Her business was on a roll, and then the pandemic hit. Lila saw a dramatic drop in walk-in orders, and requests for catering and event refunds skyrocketed. “When shelter in place happened, we had an instant drop. A drop in walk ins, events, corporate orders,” Lila said. “This was money I’d already collected, and I had to do some refunds. As a food business we could stay open, so I asked myself how do we get creative and offset some of these losses?”  Lila and her team had a delivery van, and they started putting it to use to deliver to homes daily. To counter the sales slump, she implemented a same-day delivery service where customers could place orders through social media. “We post the cities and flavors that we’re going to have the next day,” Lila said, “and make it more convenient as opposed to calling or sending an online order. Customers are able to send us a direct message through Instagram to place their order.” And it worked.

“We didn’t do that before,” Lila said. It’s been doing well. It got so busy that I had to hire two drivers!” Lila also turned to online advertising, bringing her sales almost back to pre-pandemic levels. And, since a big part of Lila’s business before the pandemic was catering to bigger companies around the Bay Area, she also reached out to companies to see if they wanted to do home delivery to their staff, to keep morale up. And – she reminded us — birthdays and anniversaries are still happening. “Even in a pandemic, you still have a birthday. You still have an anniversary … It’s almost like you want something celebratory to remind you of life’s normalcies.”

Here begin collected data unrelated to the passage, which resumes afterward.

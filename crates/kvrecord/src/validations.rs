//! Record validation.
//!
//! Validators are registered on the model type and run by `save` before
//! anything is written. Each one inspects the record and adds messages to
//! a [`ValidationErrors`] collection; a non-empty collection blocks the save.

use std::collections::BTreeMap;
use std::sync::Arc;

use crate::record::Record;

pub type Validator = Arc<dyn Fn(&Record, &mut ValidationErrors) + Send + Sync>;

/// Key under which errors that concern the whole record are filed.
pub const BASE: &str = "base";

/// Validation messages grouped by attribute.
#[derive(Debug, Clone, Default, PartialEq, Eq)]
pub struct ValidationErrors {
    messages: BTreeMap<String, Vec<String>>,
}

impl ValidationErrors {
    pub fn new() -> Self {
        Self::default()
    }

    pub fn add(&mut self, attribute: impl Into<String>, message: impl Into<String>) {
        self.messages
            .entry(attribute.into())
            .or_default()
            .push(message.into());
    }

    pub fn add_base(&mut self, message: impl Into<String>) {
        self.add(BASE, message);
    }

    pub fn is_empty(&self) -> bool {
        self.messages.is_empty()
    }

    pub fn len(&self) -> usize {
        self.messages.values().map(Vec::len).sum()
    }

    /// Messages for one attribute.
    pub fn on(&self, attribute: &str) -> &[String] {
        self.messages
            .get(attribute)
            .map(Vec::as_slice)
            .unwrap_or_default()
    }

    /// Messages prefixed with their attribute name, e.g. `"count must be positive"`.
    pub fn full_messages(&self) -> Vec<String> {
        self.messages
            .iter()
            .flat_map(|(attribute, messages)| {
                messages.iter().map(move |message| {
                    if attribute == BASE {
                        message.clone()
                    } else {
                        format!("{} {}", attribute, message)
                    }
                })
            })
            .collect()
    }

    pub fn clear(&mut self) {
        self.messages.clear();
    }

    pub(crate) fn retain_only(&mut self, attribute: &str) {
        self.messages.retain(|name, _| name == attribute);
    }
}

#[cfg(test)]
mod tests {
    use super::*;

    #[test]
    fn collects_messages_per_attribute() {
        let mut errors = ValidationErrors::new();
        assert!(errors.is_empty());

        errors.add("count", "must be positive");
        errors.add("count", "must be even");
        errors.add_base("is locked");

        assert_eq!(errors.len(), 3);
        assert_eq!(errors.on("count").len(), 2);
        assert!(errors.on("name").is_empty());
        assert_eq!(
            errors.full_messages(),
            vec!["is locked", "count must be positive", "count must be even"]
        );

        errors.clear();
        assert!(errors.is_empty());
    }

    #[test]
    fn retain_only_keeps_one_attribute() {
        let mut errors = ValidationErrors::new();
        errors.add("count", "bad");
        errors.add("name", "bad");
        errors.retain_only("name");
        assert_eq!(errors.full_messages(), vec!["name bad"]);
    }
}
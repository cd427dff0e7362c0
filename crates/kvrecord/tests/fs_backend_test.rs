use kvrecord::store::fs_backend::{escape_key, unescape_key};
use kvrecord::{AttrValue, AttributeKind, FsBackend, KvBackend, Model, RecordError};
use serde_json::{json, Value};
use std::fs;
use std::sync::Arc;
use tempfile::TempDir;

fn setup() -> (TempDir, Arc<FsBackend>) {
    let dir = TempDir::new().unwrap();
    let backend = Arc::new(FsBackend::new(dir.path().join("records")));
    (dir, backend)
}

fn widgets(backend: Arc<FsBackend>) -> Model {
    Model::builder("Widget")
        .attribute("count", AttributeKind::Integer)
        .attribute("name", AttributeKind::String)
        .versioned()
        .build(backend)
        .unwrap()
}

#[test]
fn test_fs_backend_basic_io() {
    let (_dir, backend) = setup();

    backend.set("Widget:1", "{\"a\":1}").unwrap();
    assert_eq!(backend.get("Widget:1").unwrap().as_deref(), Some("{\"a\":1}"));
    assert!(backend.exists("Widget:1").unwrap());

    assert!(backend.delete("Widget:1").unwrap());
    assert!(!backend.delete("Widget:1").unwrap());
    assert_eq!(backend.get("Widget:1").unwrap(), None);
}

#[test]
fn test_fs_backend_atomic_write_artifacts() {
    let (_dir, backend) = setup();
    backend.set("Widget:1", "{}").unwrap();

    let expected_path = backend.root().join("Widget%3A1.json");
    assert!(expected_path.exists());

    for entry in fs::read_dir(backend.root()).unwrap() {
        let path = entry.unwrap().path();
        let name = path.file_name().unwrap().to_str().unwrap();
        assert!(!name.ends_with(".tmp"), "Found leftover tmp file: {}", name);
    }
}

#[test]
fn test_failed_rename_leaves_no_tmp_file() {
    let (_dir, backend) = setup();
    // A non-empty directory at the target path makes the rename fail.
    let blocked = backend.document_path("Widget:1");
    fs::create_dir_all(blocked.join("inner")).unwrap();

    assert!(matches!(backend.set("Widget:1", "{}"), Err(RecordError::Io(_))));
    for entry in fs::read_dir(backend.root()).unwrap() {
        let path = entry.unwrap().path();
        let name = path.file_name().unwrap().to_str().unwrap();
        assert!(!name.ends_with(".tmp"), "Found leftover tmp file: {}", name);
    }
}

#[test]
fn test_fs_backend_scan_ignores_foreign_files() {
    let (_dir, backend) = setup();
    backend.set("Widget:1", "{}").unwrap();
    backend.set("Widget:2", "{}").unwrap();
    backend.set("Gadget:1", "{}").unwrap();
    fs::write(backend.root().join("junk.txt"), "ignore me").unwrap();
    fs::write(backend.root().join("bad%zz.json"), "ignore me too").unwrap();

    assert_eq!(backend.scan("Widget:").unwrap(), vec!["Widget:1", "Widget:2"]);
    assert_eq!(backend.scan("").unwrap().len(), 3);
}

#[test]
fn test_scan_of_missing_root_is_empty() {
    let (_dir, backend) = setup();
    assert!(backend.scan("Widget:").unwrap().is_empty());
}

#[test]
fn test_key_escaping() {
    let key = "Widget:persons:42:settings/ü";
    let escaped = escape_key(key);
    assert!(!escaped.contains(':'));
    assert!(!escaped.contains('/'));
    assert_eq!(unescape_key(&escaped).as_deref(), Some(key));
}

#[test]
fn test_records_survive_a_new_backend_instance() {
    let (dir, backend) = setup();
    let model = widgets(backend);
    let mut w = model.create(json!({"count": 1, "name": "gear"})).unwrap();
    w.update(json!({"count": 2})).unwrap();

    let reopened = widgets(Arc::new(FsBackend::new(dir.path().join("records"))));
    let found = reopened.find(w.id()).unwrap();
    assert_eq!(found.get("count").unwrap(), &AttrValue::Integer(2));
    assert_eq!(found.current_version(), Some(2));
    assert_eq!(
        found.version(1).unwrap().attributes.get("count"),
        Some(&AttrValue::Integer(1))
    );
    assert!(found.saved_change_to_attribute("count").unwrap());
}

#[test]
fn test_document_wire_format() {
    let (_dir, backend) = setup();
    let model = widgets(backend.clone());
    let mut w = model.create(json!({"id": "w1", "count": 1})).unwrap();
    w.update(json!({"count": 2})).unwrap();

    let raw = fs::read_to_string(backend.document_path("Widget:w1")).unwrap();
    let doc: Value = serde_json::from_str(&raw).unwrap();
    assert_eq!(doc["attributes"]["count"], json!(2));
    assert_eq!(doc["previous_attributes"]["count"], json!(1));
    assert_eq!(doc["current_version"], json!(2));
    assert_eq!(doc["versions"]["1"]["attributes"]["count"], json!(1));
    assert!(doc["created_at"].is_string());
    assert!(doc["updated_at"].is_string());
}

#[test]
fn test_destroy_removes_file() {
    let (_dir, backend) = setup();
    let model = widgets(backend.clone());
    let mut w = model.create(json!({"id": "w1"})).unwrap();
    w.destroy().unwrap();

    assert!(!backend.document_path("Widget:w1").exists());
    assert!(matches!(model.find("w1"), Err(RecordError::RecordNotFound(_))));
}
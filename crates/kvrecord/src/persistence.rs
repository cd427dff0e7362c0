//! # Persistence
//!
//! The mutating half of [`Record`]: saving, updating, destroying and
//! reloading, plus the counter/flag helpers built on top of them.
//!
//! A save goes through these steps, inside the model's `Save` callback
//! chain (validators run before the chain):
//!
//! 1. fail with `ReadOnlyRecord` if the type is read-only, or if a read-only
//!    attribute of a persisted record is dirty
//! 2. return `Ok(false)` for a destroyed record
//! 3. stamp `updated_at`
//! 4. if versioning is on, append a snapshot (continuing the stored history
//!    for an already persisted record)
//! 5. write the document
//! 6. shift the dirty baseline and mark the record persisted
//!
//! Nothing in memory besides `updated_at` changes when the write fails.
//!
//! Non-strict operations report a stopped chain or failed validation as
//! `Ok(false)`. The `_strict` variants turn that into an error.

use chrono::Utc;
use serde_json::Value;
use tracing::{debug, info};

use crate::attributes::{map_to_json, AttrValue, AttributeKind};
use crate::callbacks::Operation;
use crate::error::{RecordError, Result};
use crate::record::{attribute_object, LifecycleState, Record};
use crate::store::StoredDocument;
use crate::versions::VersionLedger;

impl Record {
    /// Validate and save. Returns `Ok(false)` when a validator, a hook, or
    /// the destroyed state stopped the save.
    pub fn save(&mut self) -> Result<bool> {
        if !self.is_valid() {
            debug!(target: "kvrecord::persistence", model = self.model().name(), id = self.id(), errors = ?self.errors().full_messages(), "validation failed");
            return Ok(false);
        }
        let model = self.model().clone();
        let outcome = model
            .callbacks()
            .run(Operation::Save, self, &mut |record: &mut Record| -> Result<bool> { record.create_or_update() })?;
        Ok(outcome.succeeded())
    }

    /// Like [`Record::save`] but a failed save is an error: `RecordInvalid`
    /// for validation failures, `RecordNotSaved` otherwise.
    pub fn save_strict(&mut self) -> Result<()> {
        if self.save()? {
            return Ok(());
        }
        Err(self.not_saved_error())
    }

    /// Assign `attributes` and save, inside the `Update` callback chain.
    pub fn update(&mut self, attributes: Value) -> Result<bool> {
        let input = attribute_object(self.model().name(), attributes)?;
        let model = self.model().clone();
        let outcome = model.callbacks().run(Operation::Update, self, &mut |record: &mut Record| -> Result<bool> {
            record.assign_map(&input)?;
            record.save()
        })?;
        Ok(outcome.succeeded())
    }

    pub fn update_strict(&mut self, attributes: Value) -> Result<()> {
        if self.update(attributes)? {
            return Ok(());
        }
        Err(self.not_saved_error())
    }

    /// Assign one attribute, touch and save.
    pub fn update_attribute(&mut self, name: &str, value: impl Into<Value>) -> Result<bool> {
        let kind = self.model().schema().require(name)?.kind;
        let value = value.into();
        if self.is_persisted() && self.model().is_readonly_attribute(name) {
            let incoming = kind.cast(name, &value)?;
            if incoming != self.attribute_was(name)? {
                return Err(readonly_attribute(name));
            }
        }
        self.set(name, value)?;
        self.touch();
        self.save()
    }

    /// Run the `Destroy` chain, delete the stored document if there is one
    /// and mark the record destroyed. Destroying twice is harmless.
    pub fn destroy(&mut self) -> Result<bool> {
        self.ensure_writable()?;
        let model = self.model().clone();
        let outcome = model.callbacks().run(Operation::Destroy, self, &mut |record: &mut Record| -> Result<bool> {
            record.delete()?;
            Ok(true)
        })?;
        Ok(outcome.succeeded())
    }

    /// Like [`Record::destroy`] but fails with `RecordNotDestroyed` unless a
    /// stored document was actually removed.
    pub fn destroy_strict(&mut self) -> Result<()> {
        self.ensure_writable()?;
        let model = self.model().clone();
        let outcome = model.callbacks().run(Operation::Destroy, self, &mut |record: &mut Record| -> Result<bool> {
            let removed = record.is_persisted() && record.model().backend().delete(&record.key())?;
            if removed {
                record.mark_destroyed();
            }
            Ok(removed)
        })?;
        if outcome.succeeded() {
            Ok(())
        } else {
            Err(RecordError::RecordNotDestroyed(
                "Failed to destroy the record".to_string(),
            ))
        }
    }

    /// Remove the stored document without running callbacks.
    pub fn delete(&mut self) -> Result<()> {
        if self.is_persisted() {
            let removed = self.model().backend().delete(&self.key())?;
            debug!(target: "kvrecord::persistence", model = self.model().name(), id = self.id(), removed, "record deleted");
        }
        self.mark_destroyed();
        Ok(())
    }

    /// Overwrite attributes, dirty baseline, version history and timestamps
    /// from the store.
    pub fn reload(&mut self) -> Result<()> {
        if !self.is_persisted() {
            return Err(RecordError::RecordNotSaved(
                "Can't load model that hasn't been saved".to_string(),
            ));
        }
        let model = self.model().clone();
        let doc = model
            .load_document(self.id())?
            .ok_or_else(|| model.not_found(self.id()))?;
        let fresh = model.instantiate(self.id(), doc);

        let enabled = self.is_versioning_enabled();
        let mut ledger = fresh.ledger().clone();
        ledger.set_enabled(enabled);
        self.replace_ledger(ledger);

        let tracker = fresh.tracker().clone();
        *self.tracker_mut() = tracker;
        self.set_created_at(fresh.created_at());
        self.set_updated_at(fresh.updated_at());
        self.set_previously_new_record(false);
        self.clear_errors();
        Ok(())
    }

    /// Add `by` to a numeric attribute. A null value counts as zero.
    pub fn increment(&mut self, name: &str, by: i64) -> Result<()> {
        self.ensure_not_destroyed()?;
        let spec = self.model().schema().require(name)?;
        if !spec.kind.is_numeric() {
            return Err(RecordError::InvalidValue {
                attribute: name.to_string(),
                expected: "numeric",
                got: format!("{:?} attribute", spec.kind),
            });
        }
        if self.model().is_readonly_attribute(name) {
            return Err(readonly_attribute(name));
        }
        let kind = spec.kind;
        let next = match (kind, self.get(name)?) {
            (AttributeKind::Float, current) => {
                AttrValue::Float(current.as_f64().unwrap_or(0.0) + by as f64)
            }
            (_, current) => {
                let current = current.as_i64().unwrap_or(0);
                let sum = current.checked_add(by).ok_or_else(|| overflow(name, current, by))?;
                AttrValue::Integer(sum)
            }
        };
        self.tracker_mut().put(name, next);
        Ok(())
    }

    pub fn increment_and_save(&mut self, name: &str, by: i64) -> Result<bool> {
        self.increment(name, by)?;
        self.save()
    }

    pub fn decrement(&mut self, name: &str, by: i64) -> Result<()> {
        self.increment(name, negate(name, by)?)
    }

    pub fn decrement_and_save(&mut self, name: &str, by: i64) -> Result<bool> {
        self.increment_and_save(name, negate(name, by)?)
    }

    /// Flip a boolean attribute. A null value counts as false.
    pub fn toggle(&mut self, name: &str) -> Result<()> {
        self.ensure_not_destroyed()?;
        let spec = self.model().schema().require(name)?;
        if spec.kind != AttributeKind::Boolean {
            return Err(RecordError::InvalidValue {
                attribute: name.to_string(),
                expected: "boolean",
                got: format!("{:?} attribute", spec.kind),
            });
        }
        let flipped = !self.get(name)?.is_truthy();
        self.tracker_mut().put(name, AttrValue::Bool(flipped));
        Ok(())
    }

    pub fn toggle_and_save(&mut self, name: &str) -> Result<bool> {
        self.toggle(name)?;
        let value = self.get(name)?.to_json();
        self.update_attribute(name, value)
    }

    /// Stamp `updated_at` with the current time without saving.
    pub fn touch(&mut self) {
        self.set_updated_at(Utc::now());
    }

    pub fn rollback_and_save(&mut self, name: &str) -> Result<bool> {
        self.rollback(name)?;
        self.save()
    }

    pub fn rollback_all_and_save(&mut self) -> Result<bool> {
        self.rollback_all();
        self.save()
    }

    fn create_or_update(&mut self) -> Result<bool> {
        self.ensure_writable()?;
        if self.is_persisted() {
            let readonly: Vec<String> = self
                .model()
                .schema()
                .readonly_attrs()
                .map(str::to_string)
                .collect();
            for name in readonly {
                if self.is_changed(&name)? {
                    return Err(readonly_attribute(&name));
                }
            }
        }
        if self.is_destroyed() {
            return Ok(false);
        }

        let now = Utc::now();
        self.set_updated_at(now);
        let was_new = self.is_new_record();

        let mut ledger = self.ledger().clone();
        if self.model().is_versioned() && !was_new {
            if let Some(stored) = self.model().load_document(self.id())? {
                ledger.absorb(VersionLedger::from_stored(
                    self.model().schema(),
                    stored.current_version,
                    stored.versions.as_ref(),
                ));
            }
        }
        if ledger.is_enabled() {
            ledger.append(self.attributes().clone(), now);
        }

        let doc = StoredDocument {
            attributes: self.tracker().attributes().to_json(),
            previous_attributes: map_to_json(&self.tracker().pending_previous()),
            created_at: self.created_at(),
            updated_at: now,
            current_version: ledger.latest(),
            versions: ledger.to_stored(),
        };
        self.model().backend().set(&self.key(), &doc.to_json()?)?;

        let version = ledger.current_version();
        self.replace_ledger(ledger);
        self.tracker_mut().commit();
        self.set_state(LifecycleState::Persisted);
        self.set_previously_new_record(was_new);

        if was_new {
            info!(target: "kvrecord::persistence", model = self.model().name(), id = self.id(), ?version, "record created");
        } else {
            debug!(target: "kvrecord::persistence", model = self.model().name(), id = self.id(), ?version, "record updated");
        }
        Ok(true)
    }

    fn ensure_writable(&self) -> Result<()> {
        if self.model().is_readonly() {
            return Err(RecordError::ReadOnlyRecord(format!(
                "{} is marked as readonly",
                self.model().name()
            )));
        }
        Ok(())
    }

    fn mark_destroyed(&mut self) {
        self.set_state(LifecycleState::Destroyed);
        self.ledger_mut().clear();
    }

    fn not_saved_error(&self) -> RecordError {
        if self.errors().is_empty() {
            RecordError::RecordNotSaved("Failed to save the record".to_string())
        } else {
            RecordError::RecordInvalid(self.errors().full_messages().join(", "))
        }
    }
}

fn readonly_attribute(name: &str) -> RecordError {
    RecordError::ReadOnlyRecord(format!("{} is marked as readonly", name))
}

fn overflow(name: &str, current: i64, by: i64) -> RecordError {
    RecordError::InvalidValue {
        attribute: name.to_string(),
        expected: "integer within i64 range",
        got: format!("{} + {}", current, by),
    }
}

fn negate(name: &str, by: i64) -> Result<i64> {
    by.checked_neg().ok_or_else(|| RecordError::InvalidValue {
        attribute: name.to_string(),
        expected: "integer within i64 range",
        got: format!("-({})", by),
    })
}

Lila and Cupcakin’ Bake Shop offer workers: a living wage; career-building opportunities; wealth-building opportunities; and a fair and engaging workplace. Creating good-quality jobs has been built into the fabric of her company from the start, and the fact that her team feels like a family was an unbelievable strength and something that’s made her business more resilient.

“Our philosophy has always been the same,” Lila said. “If you don’t want to work because you’re scared, it’s OK.  We’ve always emphasized work-life balance. We want you to do a job you love, and love coming to. We have a group who wanted to come in, and they told us ‘This is our happy place.’ I don’t want anyone to ever be so overworked that they don’t love their life. That’s true for me, and it trickles down to our staff.” 

As for the future, Lila is opening another location, hopefully in September. In recent months, she’s been working with another advisor from PCV, Mark Sickles, CEO of SuperOrg and strategic management expert. Lila said, “Mark has been a huge asset and a great help as we are in expansion mode. His knowledge and expertise of organizational leadership is unparalleled. We are so lucky to have him as our advisor!”

Walk in traffic started up again in June, and it was also when the protests started, and people wanted to support Black-owned business. “It was one of our best months, even outside of COVID,” she said. That said, it’s a moving target. The holidays should see sales go up, but the state could always walk reopenings back. But as long as Lila has her team, she feels like there isn’t a challenge her business can’t overcome.

“We’re here to stay,” she says. “We have an excellent product regardless of the circumstances, and we put our people first.”